2012年5月21日

伏見冲敬先生の「書の歴史」

書の歴史s.jpg
「この本が売れるんですよ」





伏見冲敬先生のそんなことばが、今も耳に残っている。もう30年以上前だ。
「入院したとき、暇だから書いた本なんですけどね」。
さすが、博識の伏見先生! 資料に関しては、ご自分で所有していなくても、どこにあるかちゃんと把握していらっしゃったからこそ実現した企画だ。とはいえ「売れる本」という印象が深かった記憶がある。

訂正原本S.jpgこれは、比田井南谷が持っていたもの。伏見先生とは親しかったから、訂正箇所を見つけると書き込んでいたらしい。
「売れる本」は偉大だ。

というわけで、このたび、愛弟子、筒井茂徳先生の献身的なご努力により、新訂版が出ました。
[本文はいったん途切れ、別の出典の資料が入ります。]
//! Grouping holdings by theme.

use super::rules::Classify;
use crate::types::FilingSnapshot;
use serde::{Deserialize, Serialize};

/// A holding reduced to the fields theme grouping needs.
#[derive(Debug, Clone, PartialEq, Serialize, Deserialize)]
pub struct ThemedHolding {
    /// Issuer name.
    pub issuer_name: String,
    /// Reported value.
    pub value_usd: i64,
    /// Portfolio weight (as decimal).
    pub weight: f64,
}

impl ThemedHolding {
    /// Creates a row.
    #[must_use]
    pub fn new(issuer_name: impl Into<String>, value_usd: i64, weight: f64) -> Self {
        Self {
            issuer_name: issuer_name.into(),
            value_usd,
            weight,
        }
    }

    /// Rows for every holding of a filing, weighted by the filing total.
    ///
    /// Weights are 0.0 when the filing total is not positive.
    #[must_use]
    pub fn from_snapshot(snapshot: &FilingSnapshot) -> Vec<Self> {
        let total = snapshot.total_value();
        snapshot
            .holdings
            .iter()
            .map(|h| {
                let weight = crate::diff::ratio(h.value_usd, total).unwrap_or(0.0);
                Self::new(h.issuer_name.clone(), h.value_usd, weight)
            })
            .collect()
    }
}

/// Holdings assigned to one theme.
#[derive(Debug, Clone, PartialEq, Serialize, Deserialize)]
pub struct ThemeCluster {
    /// Theme name.
    pub theme: String,
    /// Members, largest value first.
    pub holdings: Vec<ThemedHolding>,
}

/// Aggregate figures for one theme.
#[derive(Debug, Clone, PartialEq, Serialize, Deserialize)]
pub struct ClusterSummary {
    /// Theme name.
    pub theme: String,
    /// Sum of member values.
    pub total_value: i64,
    /// Sum of member weights.
    pub total_weight: f64,
    /// Number of members.
    pub count: usize,
}

/// Groups holdings by theme.
///
/// Clusters appear in the order their theme is first seen; members are
/// sorted by value descending. Unmatched names land in the uncategorized
/// cluster.
#[must_use]
pub fn cluster_holdings<C: Classify + ?Sized>(
    holdings: &[ThemedHolding],
    classifier: &C,
) -> Vec<ThemeCluster> {
    let mut clusters: Vec<ThemeCluster> = Vec::new();

    for holding in holdings {
        let theme = classifier.theme_of(&holding.issuer_name);
        match clusters.iter_mut().find(|c| c.theme == theme) {
            Some(cluster) => cluster.holdings.push(holding.clone()),
            None => clusters.push(ThemeCluster {
                theme: theme.to_string(),
                holdings: vec![holding.clone()],
            }),
        }
    }

    for cluster in &mut clusters {
        cluster.holdings.sort_by(|a, b| b.value_usd.cmp(&a.value_usd));
    }
    clusters
}

/// Summarizes holdings per theme, largest total value first.
#[must_use]
pub fn summarize_clusters<C: Classify + ?Sized>(
    holdings: &[ThemedHolding],
    classifier: &C,
) -> Vec<ClusterSummary> {
    let mut summaries: Vec<ClusterSummary> = cluster_holdings(holdings, classifier)
        .into_iter()
        .map(|cluster| ClusterSummary {
            total_value: cluster.holdings.iter().map(|h| h.value_usd).sum(),
            total_weight: cluster.holdings.iter().map(|h| h.weight).sum(),
            count: cluster.holdings.len(),
            theme: cluster.theme,
        })
        .collect();

    summaries.sort_by(|a, b| b.total_value.cmp(&a.total_value));
    summaries
}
書の歴史.jpg伏見先生にとっては、学会に打って出るような学術論文ではないし、当たり前の内容だったのかもしれませんが、解説も図版も行き届いた編集で、何か知りたいなと思った時、絶対役に立つ本です。
初版当時には知られていなかった新出土品については、20ページ増補されるなど、心のこもった編集。ぜひともご注目ください。